> **What needs to be done**: Here is a block of records. Copy every line in it that includes "EnumRef".

Saved entries
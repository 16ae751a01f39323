//! Namespaces and the file-level root scope.
//!
//! A namespace holds nested namespaces, archetypes, variables and functions.
//! Every kind is exposed through the same four operations: by name, first
//! by predicate, all by predicate, and a visitor walk.

use std::fmt;

use reflex_core::{Entity, EntityId, Function, FunctionFlags, Properties, VarFlags, Variable};

use crate::archetype::ArchetypeRef;
use crate::database::Database;
use crate::enumeration::EnumRef;
use crate::lookup::predicate_lookups;
use crate::member_table::MemberTable;
use crate::store::{ArchetypeIdx, NamespaceIdx};
use crate::structure::StructRef;

#[derive(Debug)]
pub(crate) struct NamespaceData {
    pub entity: Entity,
    pub namespaces: MemberTable<NamespaceIdx>,
    pub archetypes: MemberTable<ArchetypeIdx>,
    pub variables: MemberTable<Variable>,
    pub functions: MemberTable<Function>,
}

impl NamespaceData {
    pub fn new(entity: Entity) -> Self {
        Self {
            entity,
            namespaces: MemberTable::default(),
            archetypes: MemberTable::default(),
            variables: MemberTable::default(),
            functions: MemberTable::default(),
        }
    }
}

/// A namespace, or the file-level root scope, in a frozen [`Database`].
#[derive(Clone, Copy)]
pub struct NamespaceRef<'db> {
    db: &'db Database,
    idx: NamespaceIdx,
    data: &'db NamespaceData,
}

impl<'db> NamespaceRef<'db> {
    pub(crate) fn new(db: &'db Database, idx: NamespaceIdx) -> Option<Self> {
        let data = db.store.namespace(idx)?;
        Some(Self::from_data(db, idx, data))
    }

    pub(crate) fn from_data(db: &'db Database, idx: NamespaceIdx, data: &'db NamespaceData) -> Self {
        Self { db, idx, data }
    }

    pub fn entity(&self) -> &'db Entity {
        &self.data.entity
    }

    /// Id of the namespace. Empty for the root scope.
    pub fn id(&self) -> EntityId {
        self.data.entity.id
    }

    pub fn name(&self) -> &'db str {
        &self.data.entity.name
    }

    pub fn qualified_name(&self) -> &'db str {
        &self.data.entity.qualified_name
    }

    pub fn properties(&self) -> &'db Properties {
        &self.data.entity.properties
    }

    pub fn is_root(&self) -> bool {
        self.idx == NamespaceIdx::ROOT
    }

    /// The enclosing namespace. `None` for top-level namespaces and the root.
    pub fn outer(&self) -> Option<NamespaceRef<'db>> {
        self.db.get_namespace_by_id(self.data.entity.outer?)
    }

    // ==========================================================================
    // Namespaces
    // ==========================================================================

    pub fn get_namespace_by_name(&self, name: &str) -> Option<NamespaceRef<'db>> {
        let &idx = self.data.namespaces.first(name)?;
        NamespaceRef::new(self.db, idx)
    }

    pub fn namespaces(self) -> impl Iterator<Item = NamespaceRef<'db>> + 'db {
        self.data.namespaces.iter().filter_map(move |&idx| NamespaceRef::new(self.db, idx))
    }

    pub fn namespace_count(&self) -> usize {
        self.data.namespaces.len()
    }

    predicate_lookups!("namespace", NamespaceRef<'db>, namespaces,
        get_namespace_by_predicate, get_namespaces_by_predicate, foreach_namespace);

    // ==========================================================================
    // Archetypes
    // ==========================================================================

    /// Archetype of any kind named `name`.
    pub fn get_archetype_by_name(&self, name: &str) -> Option<ArchetypeRef<'db>> {
        let &idx = self.data.archetypes.first(name)?;
        ArchetypeRef::new(self.db, idx)
    }

    pub fn get_struct_by_name(&self, name: &str) -> Option<StructRef<'db>> {
        match self.get_archetype_by_name(name)? {
            ArchetypeRef::Struct(s) => Some(s),
            _ => None,
        }
    }

    pub fn get_class_by_name(&self, name: &str) -> Option<StructRef<'db>> {
        match self.get_archetype_by_name(name)? {
            ArchetypeRef::Class(c) => Some(c),
            _ => None,
        }
    }

    pub fn get_enum_by_name(&self, name: &str) -> Option<EnumRef<'db>> {
        self.get_archetype_by_name(name)?.as_enum()
    }

    fn archetypes_in_registration_order(self) -> impl Iterator<Item = ArchetypeRef<'db>> + Clone + 'db {
        self.data
            .archetypes
            .iter()
            .filter_map(move |&idx| ArchetypeRef::new(self.db, idx))
    }

    /// Every archetype: structs and classes first, then enums, then
    /// fundamentals, each group in registration order.
    pub fn archetypes(self) -> impl Iterator<Item = ArchetypeRef<'db>> + 'db {
        let all = self.archetypes_in_registration_order();
        all.clone()
            .filter(|a| a.as_struct().is_some())
            .chain(all.clone().filter(ArchetypeRef::is_enum))
            .chain(all.filter(ArchetypeRef::is_fundamental))
    }

    pub fn structs(self) -> impl Iterator<Item = StructRef<'db>> + 'db {
        self.archetypes_in_registration_order().filter_map(|a| match a {
            ArchetypeRef::Struct(s) => Some(s),
            _ => None,
        })
    }

    pub fn classes(self) -> impl Iterator<Item = StructRef<'db>> + 'db {
        self.archetypes_in_registration_order().filter_map(|a| match a {
            ArchetypeRef::Class(c) => Some(c),
            _ => None,
        })
    }

    pub fn enums(self) -> impl Iterator<Item = EnumRef<'db>> + 'db {
        self.archetypes_in_registration_order().filter_map(|a| a.as_enum())
    }

    pub fn archetype_count(&self) -> usize {
        self.data.archetypes.len()
    }

    pub fn struct_count(&self) -> usize {
        self.structs().count()
    }

    pub fn class_count(&self) -> usize {
        self.classes().count()
    }

    pub fn enum_count(&self) -> usize {
        self.enums().count()
    }

    predicate_lookups!("archetype", ArchetypeRef<'db>, archetypes,
        get_archetype_by_predicate, get_archetypes_by_predicate, foreach_archetype);
    predicate_lookups!("struct", StructRef<'db>, structs,
        get_struct_by_predicate, get_structs_by_predicate, foreach_struct);
    predicate_lookups!("class", StructRef<'db>, classes,
        get_class_by_predicate, get_classes_by_predicate, foreach_class);
    predicate_lookups!("enum", EnumRef<'db>, enums,
        get_enum_by_predicate, get_enums_by_predicate, foreach_enum);

    // ==========================================================================
    // Variables
    // ==========================================================================

    /// First variable named `name` carrying at least `min_flags`.
    pub fn get_variable_by_name(&self, name: &str, min_flags: VarFlags) -> Option<&'db Variable> {
        self.data
            .variables
            .named(name)
            .find(|v| v.flags.contains(min_flags))
    }

    pub fn variables(self) -> impl Iterator<Item = &'db Variable> + 'db {
        self.data.variables.iter()
    }

    pub fn variable_count(&self) -> usize {
        self.data.variables.len()
    }

    predicate_lookups!("variable", &'db Variable, variables,
        get_variable_by_predicate, get_variables_by_predicate, foreach_variable);

    // ==========================================================================
    // Functions
    // ==========================================================================

    /// First function named `name` carrying at least `min_flags`.
    pub fn get_function_by_name(&self, name: &str, min_flags: FunctionFlags) -> Option<&'db Function> {
        self.data
            .functions
            .named(name)
            .find(|f| f.has_flags(min_flags))
    }

    /// The overload set named `name`, filtered by `min_flags`.
    pub fn get_functions_by_name(&self, name: &str, min_flags: FunctionFlags) -> Vec<&'db Function> {
        self.data
            .functions
            .named(name)
            .filter(|f| f.has_flags(min_flags))
            .collect()
    }

    pub fn functions(self) -> impl Iterator<Item = &'db Function> + 'db {
        self.data.functions.iter()
    }

    pub fn function_count(&self) -> usize {
        self.data.functions.len()
    }

    predicate_lookups!("function", &'db Function, functions,
        get_function_by_predicate, get_functions_by_predicate, foreach_function);
}

impl PartialEq for NamespaceRef<'_> {
    fn eq(&self, other: &Self) -> bool {
        self.idx == other.idx
    }
}

impl Eq for NamespaceRef<'_> {}

impl fmt::Debug for NamespaceRef<'_> {
    fn fmt(&self, f: &mut fmt::Formatter<'_>) -> fmt::Result {
        if self.is_root() {
            f.write_str("Namespace(<root>)")
        } else {
            write!(f, "Namespace({})", self.data.entity.qualified_name)
        }
    }
}
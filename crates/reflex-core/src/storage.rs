//! Addresses of process-wide storage exposed by static fields and variables.
//!
//! A [`StaticAddress`] keeps the const/non-const distinction in its variant
//! instead of reinterpreting one pointer. Reads and writes are `unsafe`: the
//! database records where the storage lives, but concurrent access to the
//! storage itself is not synchronized and remains the caller's concern.

use std::ptr::NonNull;

use crate::{AccessError, TypeDesc};

/// Type-erased non-null address.
#[derive(Debug, Clone, Copy, PartialEq, Eq)]
pub struct RawAddress(NonNull<u8>);

// SAFETY: the database only stores and hands out the address. Every
// dereference goes through an `unsafe` accessor whose contract puts
// synchronization on the caller.
unsafe impl Send for RawAddress {}
unsafe impl Sync for RawAddress {}

impl RawAddress {
    pub fn as_ptr(self) -> *mut u8 {
        self.0.as_ptr()
    }
}

/// Tagged address of static storage: writable or read-only.
#[derive(Debug, Clone, Copy, PartialEq, Eq)]
pub enum StaticAddress {
    Mutable(RawAddress),
    ReadOnly(RawAddress),
}

impl StaticAddress {
    /// Address of immutable static storage.
    pub fn read_only<T: 'static>(value: &'static T) -> Self {
        StaticAddress::ReadOnly(RawAddress(NonNull::from(value).cast()))
    }

    /// Address of writable static storage.
    ///
    /// Typically built from `&raw mut SOME_STATIC` or a leaked allocation.
    pub fn mutable<T>(ptr: NonNull<T>) -> Self {
        StaticAddress::Mutable(RawAddress(ptr.cast()))
    }

    pub fn is_read_only(&self) -> bool {
        matches!(self, StaticAddress::ReadOnly(_))
    }

    /// Address for reading.
    pub fn as_ptr(&self) -> *const u8 {
        match self {
            StaticAddress::Mutable(raw) | StaticAddress::ReadOnly(raw) => raw.as_ptr(),
        }
    }

    /// Address for writing; `None` for read-only storage.
    pub fn as_mut_ptr(&self) -> Option<*mut u8> {
        match self {
            StaticAddress::Mutable(raw) => Some(raw.as_ptr()),
            StaticAddress::ReadOnly(_) => None,
        }
    }

    /// Shared reference to the value.
    ///
    /// # Safety
    ///
    /// The address must point to a live, initialized `T` (checked against
    /// `ty` when it carries a `TypeId`) and nothing may write to it while the
    /// reference is alive.
    pub unsafe fn get_ref<T: 'static>(&self, ty: &TypeDesc) -> Result<&'static T, AccessError> {
        ty.check::<T>()?;
        // SAFETY: upheld by the caller.
        Ok(unsafe { &*self.as_ptr().cast::<T>() })
    }

    /// Clone the value out.
    ///
    /// # Safety
    ///
    /// Same as [`StaticAddress::get_ref`].
    pub unsafe fn get<T: Clone + 'static>(&self, ty: &TypeDesc) -> Result<T, AccessError> {
        // SAFETY: upheld by the caller.
        unsafe { self.get_ref::<T>(ty) }.cloned()
    }

    /// Overwrite the value, dropping the previous one.
    ///
    /// `read_only` lets a descriptor flagged const refuse writes even through
    /// a mutable address.
    ///
    /// # Safety
    ///
    /// The address must point to a live, initialized `T` and no other access
    /// to it may happen concurrently.
    pub unsafe fn set<T: 'static>(
        &self,
        ty: &TypeDesc,
        name: &str,
        read_only: bool,
        value: T,
    ) -> Result<(), AccessError> {
        let ptr = match self.as_mut_ptr() {
            Some(ptr) if !read_only => ptr,
            _ => {
                return Err(AccessError::ReadOnly {
                    name: name.to_string(),
                });
            }
        };
        ty.check::<T>()?;
        // SAFETY: upheld by the caller.
        unsafe { *ptr.cast::<T>() = value };
        Ok(())
    }
}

> **Answer box**:
use crate::enumeration::EnumRef;
    pub fn get_enum_by_name(&self, name: &str) -> Option<EnumRef<'db>> {
    pub fn enums(self) -> impl Iterator<Item = EnumRef<'db>> + 'db {
    predicate_lookups!("enum", EnumRef<'db>, enums,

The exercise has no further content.